ALEX Salmond has rallied behind Kenny MacAskill after the Justice Secretary delayed his flagship plans for abolishing the need for corroboration in criminal trials.

The First Minister told MSPs yesterday that denial of justice for victims was as important as possible miscarriages of justice after Mr MacAskill agreed to a further review of the safeguards.

Corroboration is a centuries-old requirement that evidence against an accused must originate from more than one source to obtain a conviction.

Mr MacAskill asked Justice Committee members this week to agree to pass the Criminal Justice Bill intact and in return he would delay the implementation of the abolition of corroboration pending a further review of safeguards.

Mr Salmond said: "Why should it [corroboration] not be a general principle? Because it prevents some cases from getting to court and some people from getting their day in court, because it is a general rule. That seems to me an important point to make."

He was responding to a fierce attack by Scottish Liberal Democrat leader Willie Rennie at First Minister's Questions. Mr Rennie asked the SNP leader: "Does he really expect the Parliament to vote for the Criminal Justice (Scotland) Bill - a bill that abolishes a great Scottish legal safeguard, that the Government says is incomplete and that is so bad that it will need fixed later?"

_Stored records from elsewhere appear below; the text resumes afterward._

// SPDX-License-Identifier: MIT OR Apache-2.0

use std::collections::HashSet;

/// Trait defining a store API for handling ready and pending dependencies backing causal
/// ordering implementations.
///
/// An implementation of this store trait provides the following functionality:
///
/// - Maintain a set of all items which were processed and can be depended on
/// - Maintain a list of items which don't have their dependencies met
/// - Return all pending items which depend on a given item
///
/// Unlike the domain stores this bookkeeping is not transactional.
pub trait OrdererStore<T> {
    type Error;

    /// Add an item which has all it's dependencies met. Returns `false` if it was already ready.
    fn mark_ready(&self, key: T) -> impl Future<Output = Result<bool, Self::Error>>;

    /// Add an item which does not have all it's dependencies met yet.
    fn mark_pending(
        &self,
        key: T,
        dependencies: Vec<T>,
    ) -> impl Future<Output = Result<bool, Self::Error>>;

    /// Get all pending items which directly depend on the given key.
    fn get_next_pending(
        &self,
        key: T,
    ) -> impl Future<Output = Result<Option<HashSet<(T, Vec<T>)>>, Self::Error>>;

    /// Remove all items from the pending queue which depend on the passed key.
    fn remove_pending(&self, key: T) -> impl Future<Output = Result<bool, Self::Error>>;

    /// Returns `true` if all the passed keys are present in the ready set.
    fn ready(&self, keys: &[T]) -> impl Future<Output = Result<bool, Self::Error>>;
}
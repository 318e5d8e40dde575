// SPDX-License-Identifier: MIT OR Apache-2.0

//! Bookkeeping of transport key sets installed per contact and transport.
//!
//! The store only tracks which key sets exist, how they were derived and whether they are active.
//! Key material itself is owned by the key lifecycle manager.
#[cfg(feature = "memory")]
mod memory;
#[cfg(feature = "sqlite")]
mod sqlite;
mod traits;

use transport_agreement_core::{ContactId, KeySetId, TransportId};

pub use traits::TransportKeyStore;

#[derive(Clone, Debug, PartialEq, Eq)]
pub struct TransportKeySet {
    pub key_set_id: KeySetId,
    pub contact_id: ContactId,
    pub transport_id: TransportId,
    /// Start of the rotation period, milliseconds since the UNIX epoch.
    pub epoch: u64,
    /// Whether the local peer takes the first role for this key set.
    pub alice: bool,
    pub active: bool,
}
// SPDX-License-Identifier: MIT OR Apache-2.0

use std::collections::HashMap;

use sqlx::{FromRow, query, query_as};
use transport_agreement_core::{ContactId, KeySetId, TransportId, TransportIdError};

use crate::keys::{TransportKeySet, TransportKeyStore};
use crate::sqlite::{DecodeError, SqliteError, SqliteStore, decode_err};

impl<'a> TransportKeyStore for SqliteStore<'a> {
    async fn insert_transport_keys(
        &self,
        contact_id: ContactId,
        transport_id: &TransportId,
        epoch: u64,
        alice: bool,
        active: bool,
    ) -> Result<KeySetId, SqliteError> {
        let result = self
            .tx(async |tx| {
                query(
                    "
                    INSERT
                    INTO
                        transport_keys_v1 (
                            contact_id,
                            transport_id,
                            epoch,
                            alice,
                            active
                        )
                    VALUES
                        (?, ?, ?, ?, ?)
                    ",
                )
                .bind(contact_id.as_u32() as i64)
                .bind(transport_id.as_str())
                .bind(epoch as i64)
                .bind(alice)
                .bind(active)
                .execute(&mut **tx)
                .await
                .map_err(SqliteError::Sqlite)
            })
            .await?;

        let key_set_id = u64::try_from(result.last_insert_rowid())
            .map_err(|_| SqliteError::Decode("key_set_id".into(), DecodeError::OutOfRange))?;
        Ok(KeySetId::new(key_set_id))
    }

    async fn set_transport_keys_active(
        &self,
        transport_id: &TransportId,
        key_set_id: KeySetId,
    ) -> Result<bool, SqliteError> {
        let result = self
            .tx(async |tx| {
                query(
                    "
                    UPDATE
                        transport_keys_v1
                    SET
                        active = 1
                    WHERE
                        key_set_id = ?
                        AND transport_id = ?
                    ",
                )
                .bind(key_set_id.as_u64() as i64)
                .bind(transport_id.as_str())
                .execute(&mut **tx)
                .await
                .map_err(SqliteError::Sqlite)
            })
            .await?;
        Ok(result.rows_affected() > 0)
    }

    async fn contains_transport_keys(
        &self,
        contact_id: ContactId,
        transport_id: &TransportId,
    ) -> Result<bool, SqliteError> {
        let result = self
            .tx(async |tx| {
                query(
                    "
                    SELECT
                        1
                    FROM
                        transport_keys_v1
                    WHERE
                        contact_id = ?
                        AND transport_id = ?
                    LIMIT 1
                    ",
                )
                .bind(contact_id.as_u32() as i64)
                .bind(transport_id.as_str())
                .fetch_optional(&mut **tx)
                .await
                .map_err(SqliteError::Sqlite)
            })
            .await?;
        Ok(result.is_some())
    }

    async fn transports_with_keys(
        &self,
    ) -> Result<HashMap<ContactId, Vec<TransportId>>, SqliteError> {
        let rows: Vec<(i64, String)> = self
            .tx(async |tx| {
                query_as(
                    "
                    SELECT DISTINCT
                        contact_id,
                        transport_id
                    FROM
                        transport_keys_v1
                    ORDER BY
                        contact_id, transport_id
                    ",
                )
                .fetch_all(&mut **tx)
                .await
                .map_err(SqliteError::Sqlite)
            })
            .await?;

        let mut result: HashMap<ContactId, Vec<TransportId>> = HashMap::new();
        for (contact_id, transport_id) in rows {
            let contact_id = decode_contact_id(contact_id)?;
            let transport_id =
                TransportId::new(transport_id).map_err(decode_err::<TransportIdError>("transport_id"))?;
            result.entry(contact_id).or_default().push(transport_id);
        }
        Ok(result)
    }

    async fn transport_keys(
        &self,
        key_set_id: KeySetId,
    ) -> Result<Option<TransportKeySet>, SqliteError> {
        let row = self
            .tx(async |tx| {
                query_as::<_, TransportKeysRow>(
                    "
                    SELECT
                        key_set_id,
                        contact_id,
                        transport_id,
                        epoch,
                        alice,
                        active
                    FROM
                        transport_keys_v1
                    WHERE
                        key_set_id = ?
                    ",
                )
                .bind(key_set_id.as_u64() as i64)
                .fetch_optional(&mut **tx)
                .await
                .map_err(SqliteError::Sqlite)
            })
            .await?;

        row.map(TransportKeySet::try_from).transpose()
    }
}

fn decode_contact_id(value: i64) -> Result<ContactId, SqliteError> {
    u32::try_from(value)
        .map(ContactId::new)
        .map_err(|_| SqliteError::Decode("contact_id".into(), DecodeError::OutOfRange))
}

#[derive(Debug, FromRow)]
struct TransportKeysRow {
    key_set_id: i64,
    contact_id: i64,
    transport_id: String,
    epoch: i64,
    alice: bool,
    active: bool,
}

impl TryFrom<TransportKeysRow> for TransportKeySet {
    type Error = SqliteError;

    fn try_from(row: TransportKeysRow) -> Result<Self, Self::Error> {
        let key_set_id = u64::try_from(row.key_set_id)
            .map_err(|_| SqliteError::Decode("key_set_id".into(), DecodeError::OutOfRange))?;
        let epoch = u64::try_from(row.epoch)
            .map_err(|_| SqliteError::Decode("epoch".into(), DecodeError::OutOfRange))?;
        Ok(TransportKeySet {
            key_set_id: KeySetId::new(key_set_id),
            contact_id: decode_contact_id(row.contact_id)?,
            transport_id: TransportId::new(row.transport_id)
                .map_err(decode_err::<TransportIdError>("transport_id"))?,
            epoch,
            alice: row.alice,
            active: row.active,
        })
    }
}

Mr Rennie called the further review of safeguards "crackers" and asked: "Can the First Minister think of another occasion on which the Government has said, 'Pass this law, and we will decide what to do later. It is safe to vote for this because we will fix it afterwards'?"

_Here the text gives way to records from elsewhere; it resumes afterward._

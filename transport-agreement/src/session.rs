// SPDX-License-Identifier: MIT OR Apache-2.0

//! Per-contact, per-transport protocol state and its persisted record layout.
use transport_agreement_core::{Dictionary, FormatError, KeySetId, MessageId, TransportId};

use crate::crypto::{KeyPair, PrivateKey, PublicKey};
use crate::message::{MSG_KEY_IS_SESSION, MSG_KEY_TRANSPORT_ID};

pub const SESSION_KEY_STATE: &str = "state";
pub const SESSION_KEY_LAST_LOCAL_MESSAGE_ID: &str = "lastLocalMessageId";
pub const SESSION_KEY_LOCAL_PUBLIC_KEY: &str = "localPublicKey";
pub const SESSION_KEY_LOCAL_PRIVATE_KEY: &str = "localPrivateKey";
pub const SESSION_KEY_LOCAL_TIMESTAMP: &str = "localTimestamp";
pub const SESSION_KEY_KEY_SET_ID: &str = "keySetId";

/// Progress of a key agreement. States only ever advance in declaration order.
#[derive(Clone, Copy, Debug, PartialEq, Eq, PartialOrd, Ord, Hash)]
pub enum State {
    /// We sent our public key and wait for the one of our contact.
    AwaitKey,

    /// Keys are derived and installed, we wait for our contact to confirm.
    AwaitActivate,

    /// Both sides derived the keys, they are ready for use.
    Activated,
}

impl State {
    pub fn value(&self) -> i64 {
        match self {
            State::AwaitKey => 0,
            State::AwaitActivate => 1,
            State::Activated => 2,
        }
    }

    pub fn from_value(value: i64) -> Option<Self> {
        match value {
            0 => Some(State::AwaitKey),
            1 => Some(State::AwaitActivate),
            2 => Some(State::Activated),
            _ => None,
        }
    }
}

/// Immutable snapshot of a session.
///
/// Only the fields relevant to the state are set: the ephemeral key pair and the timestamp of
/// our KEY message while awaiting the contact's key, the installed key set while awaiting
/// activation. Transitions build a new value which replaces the stored one.
#[derive(Clone, Debug, PartialEq, Eq)]
pub struct Session {
    state: State,
    last_local_message_id: Option<MessageId>,
    local_key_pair: Option<KeyPair>,
    local_timestamp: Option<u64>,
    key_set_id: Option<KeySetId>,
}

impl Session {
    pub fn await_key(
        last_local_message_id: MessageId,
        local_key_pair: KeyPair,
        local_timestamp: u64,
    ) -> Self {
        Self {
            state: State::AwaitKey,
            last_local_message_id: Some(last_local_message_id),
            local_key_pair: Some(local_key_pair),
            local_timestamp: Some(local_timestamp),
            key_set_id: None,
        }
    }

    pub fn await_activate(last_local_message_id: MessageId, key_set_id: KeySetId) -> Self {
        Self {
            state: State::AwaitActivate,
            last_local_message_id: Some(last_local_message_id),
            local_key_pair: None,
            local_timestamp: None,
            key_set_id: Some(key_set_id),
        }
    }

    pub fn activated(last_local_message_id: Option<MessageId>) -> Self {
        Self {
            state: State::Activated,
            last_local_message_id,
            local_key_pair: None,
            local_timestamp: None,
            key_set_id: None,
        }
    }

    pub fn state(&self) -> State {
        self.state
    }

    pub fn last_local_message_id(&self) -> Option<MessageId> {
        self.last_local_message_id
    }

    pub fn local_key_pair(&self) -> Option<&KeyPair> {
        self.local_key_pair.as_ref()
    }

    pub fn local_timestamp(&self) -> Option<u64> {
        self.local_timestamp
    }

    pub fn key_set_id(&self) -> Option<KeySetId> {
        self.key_set_id
    }
}

/// Metadata query matching the stored session of a transport.
pub fn session_query(transport_id: &TransportId) -> Dictionary {
    let mut query = Dictionary::new();
    query
        .insert_bool(MSG_KEY_IS_SESSION, true)
        .insert_string(MSG_KEY_TRANSPORT_ID, transport_id.as_str());
    query
}

/// Encodes a session into a metadata record. Every field is present, unused ones are null.
pub fn encode_session(session: &Session, transport_id: &TransportId) -> Dictionary {
    let mut record = session_query(transport_id);
    record.insert_integer(SESSION_KEY_STATE, session.state.value());

    match session.last_local_message_id {
        Some(id) => record.insert_bytes(SESSION_KEY_LAST_LOCAL_MESSAGE_ID, id.as_bytes().to_vec()),
        None => record.insert_null(SESSION_KEY_LAST_LOCAL_MESSAGE_ID),
    };

    match &session.local_key_pair {
        Some(key_pair) => record
            .insert_bytes(
                SESSION_KEY_LOCAL_PUBLIC_KEY,
                key_pair.public_key().as_bytes().to_vec(),
            )
            .insert_bytes(
                SESSION_KEY_LOCAL_PRIVATE_KEY,
                key_pair.private_key().as_bytes().to_vec(),
            ),
        None => record
            .insert_null(SESSION_KEY_LOCAL_PUBLIC_KEY)
            .insert_null(SESSION_KEY_LOCAL_PRIVATE_KEY),
    };

    match session.local_timestamp {
        Some(timestamp) => record.insert_unsigned(SESSION_KEY_LOCAL_TIMESTAMP, timestamp),
        None => record.insert_null(SESSION_KEY_LOCAL_TIMESTAMP),
    };

    match session.key_set_id {
        Some(key_set_id) => record.insert_unsigned(SESSION_KEY_KEY_SET_ID, key_set_id.as_u64()),
        None => record.insert_null(SESSION_KEY_KEY_SET_ID),
    };

    record
}

/// Decodes a session record, failing on anything [`encode_session`] would not produce.
pub fn parse_session(record: &Dictionary) -> Result<Session, FormatError> {
    let state = State::from_value(record.get_integer(SESSION_KEY_STATE)?).ok_or_else(|| {
        FormatError::InvalidValue(SESSION_KEY_STATE.into(), "unknown state".into())
    })?;

    let last_local_message_id = record
        .get_optional_bytes(SESSION_KEY_LAST_LOCAL_MESSAGE_ID)?
        .map(|bytes| {
            MessageId::try_from(bytes).map_err(|err| {
                FormatError::InvalidValue(SESSION_KEY_LAST_LOCAL_MESSAGE_ID.into(), err.to_string())
            })
        })
        .transpose()?;

    let public_key = record.get_optional_bytes(SESSION_KEY_LOCAL_PUBLIC_KEY)?;
    let private_key = record.get_optional_bytes(SESSION_KEY_LOCAL_PRIVATE_KEY)?;
    let local_key_pair = match (public_key, private_key) {
        (Some(public_key), Some(private_key)) => Some(parse_key_pair(public_key, private_key)?),
        (None, None) => None,
        _ => {
            return Err(FormatError::InvalidValue(
                SESSION_KEY_LOCAL_PRIVATE_KEY.into(),
                "incomplete key pair".into(),
            ));
        }
    };

    let local_timestamp = record.get_optional_unsigned(SESSION_KEY_LOCAL_TIMESTAMP)?;
    let key_set_id = record
        .get_optional_unsigned(SESSION_KEY_KEY_SET_ID)?
        .map(KeySetId::new);

    let consistent = match state {
        State::AwaitKey => {
            local_key_pair.is_some() && local_timestamp.is_some() && key_set_id.is_none()
        }
        State::AwaitActivate => {
            local_key_pair.is_none() && local_timestamp.is_none() && key_set_id.is_some()
        }
        State::Activated => {
            local_key_pair.is_none() && local_timestamp.is_none() && key_set_id.is_none()
        }
    };
    if !consistent {
        return Err(FormatError::InvalidValue(
            SESSION_KEY_STATE.into(),
            format!("fields do not match state {state:?}"),
        ));
    }

    Ok(Session {
        state,
        last_local_message_id,
        local_key_pair,
        local_timestamp,
        key_set_id,
    })
}

fn parse_key_pair(public_key: &[u8], private_key: &[u8]) -> Result<KeyPair, FormatError> {
    let invalid = |key: &str, err: crate::crypto::CryptoError| {
        FormatError::InvalidValue(key.into(), err.to_string())
    };
    let public_key =
        PublicKey::try_from(public_key).map_err(|err| invalid(SESSION_KEY_LOCAL_PUBLIC_KEY, err))?;
    let private_key = PrivateKey::try_from(private_key)
        .map_err(|err| invalid(SESSION_KEY_LOCAL_PRIVATE_KEY, err))?;
    KeyPair::from_parts(public_key, private_key)
        .map_err(|err| invalid(SESSION_KEY_LOCAL_PRIVATE_KEY, err))
}

#[cfg(test)]
mod tests {
    use assert_matches::assert_matches;
    use transport_agreement_core::{FormatError, KeySetId, MessageId, TransportId};

    use crate::crypto::{AgreementCrypto, Rng};

    use super::{
        SESSION_KEY_KEY_SET_ID, SESSION_KEY_LOCAL_PRIVATE_KEY, SESSION_KEY_STATE, Session, State,
        encode_session, parse_session, session_query,
    };

    fn transport() -> TransportId {
        TransportId::new("tor").unwrap()
    }

    fn sessions() -> Vec<Session> {
        let crypto = AgreementCrypto::new(Rng::from_seed([1; 32]));
        vec![
            Session::await_key(
                MessageId::from_bytes([1; 32]),
                crypto.generate_key_pair().unwrap(),
                1_700_000_000_000,
            ),
            Session::await_activate(MessageId::from_bytes([2; 32]), KeySetId::new(12)),
            Session::activated(Some(MessageId::from_bytes([3; 32]))),
            Session::activated(None),
        ]
    }

    #[test]
    fn decoding_inverts_encoding() {
        for session in sessions() {
            let record = encode_session(&session, &transport());
            assert_eq!(record.len(), 8);
            assert_eq!(parse_session(&record).unwrap(), session);
        }
    }

    #[test]
    fn full_integer_range_survives_encoding() {
        let crypto = AgreementCrypto::new(Rng::from_seed([2; 32]));
        let extremes = [
            Session::await_key(
                MessageId::from_bytes([4; 32]),
                crypto.generate_key_pair().unwrap(),
                u64::MAX,
            ),
            Session::await_activate(MessageId::from_bytes([5; 32]), KeySetId::new(u64::MAX)),
        ];
        for session in extremes {
            let record = encode_session(&session, &transport());
            assert_eq!(parse_session(&record).unwrap(), session);
        }

        // Negative values are never produced by the encoder.
        let mut record = encode_session(&sessions()[1], &transport());
        record.insert_integer(SESSION_KEY_KEY_SET_ID, -1);
        assert_matches!(parse_session(&record), Err(FormatError::OutOfRange(_)));
    }

    #[test]
    fn records_match_their_query() {
        for session in sessions() {
            let record = encode_session(&session, &transport());
            assert!(record.matches(&session_query(&transport())));
            assert!(!record.matches(&session_query(&TransportId::new("lan").unwrap())));
        }
    }

    #[test]
    fn state_values() {
        assert_eq!(State::from_value(0), Some(State::AwaitKey));
        assert_eq!(State::from_value(2), Some(State::Activated));
        assert_eq!(State::from_value(3), None);
        assert!(State::AwaitKey < State::AwaitActivate);
        assert!(State::AwaitActivate < State::Activated);
    }

    #[test]
    fn reject_inconsistent_records() {
        let sessions = sessions();
        let (await_key, await_activate) = (&sessions[0], &sessions[1]);

        // Unknown state.
        let mut record = encode_session(await_activate, &transport());
        record.insert_integer(SESSION_KEY_STATE, 7);
        assert_matches!(parse_session(&record), Err(FormatError::InvalidValue(_, _)));

        // Missing field.
        let mut record = encode_session(await_activate, &transport());
        record.insert_null(SESSION_KEY_KEY_SET_ID);
        assert_matches!(parse_session(&record), Err(FormatError::InvalidValue(_, _)));

        // Half of a key pair.
        let mut record = encode_session(await_key, &transport());
        record.insert_null(SESSION_KEY_LOCAL_PRIVATE_KEY);
        assert!(parse_session(&record).is_err());

        // Key pair where only the activation key set belongs.
        let mut record = encode_session(await_key, &transport());
        record.insert_integer(SESSION_KEY_STATE, State::AwaitActivate.value());
        assert!(parse_session(&record).is_err());

        // Wrong value type.
        let mut record = encode_session(await_activate, &transport());
        record.insert_string(SESSION_KEY_KEY_SET_ID, "12");
        assert_matches!(
            parse_session(&record),
            Err(FormatError::UnexpectedType(_, "integer"))
        );
    }
}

Mr Salmond responded by saying Mr MacAskill had made his offer of a review of further safeguards in good faith. Mr Rennie dismissed it as "cack-handed" and linked it to other issues such as police centralisation and the anti-sectarianism bill which had been badly handled.

Mr Salmond rounded on MSPs who were quick to raise issues concerning cases that did not go to court. "To draw attention to that difficulty and to propose a solution, as the Justice Secretary is doing, is exactly the right thing to do," he said. "What I cannot take from Members of the Parliament or anyone else is their demanding to know why a case cannot get to court and then refusing to support proposals to sort out that injustice. Being denied justice, as people are being at the moment, is as important an issue as the possible miscarriage of justice."

He added: "If the Justice Secretary can bring forward proposals that ensure people have access to justice and can satisfy people that the danger of miscarriage of justice can be alleviated and stopped, surely any reasonable person - and particularly the victims of crime - would want to see the Parliament support that."

LibDem Alison McInnes said after the session: "The Justice Secretary's proposals threaten to tip the scales of justice. Miscarriages of justice are an affront in a civilised society, yet these proposals risk many more wrongful convictions.

"The SNP have now got themselves into the ludicrous position of asking Parliament to vote for something they openly acknowledge is deeply flawed and needs changed, promising they will sort it out later. Who has ever heard the like before?

"The Justice Secretary must withdraw these ill-considered plans from the Criminal Justice Bill altogether and put them to an independent commission for thorough review. We cannot pass a piece of legislation with our fingers crossed that it might come out all right in the end. Once corroboration is gone, it is gone forever."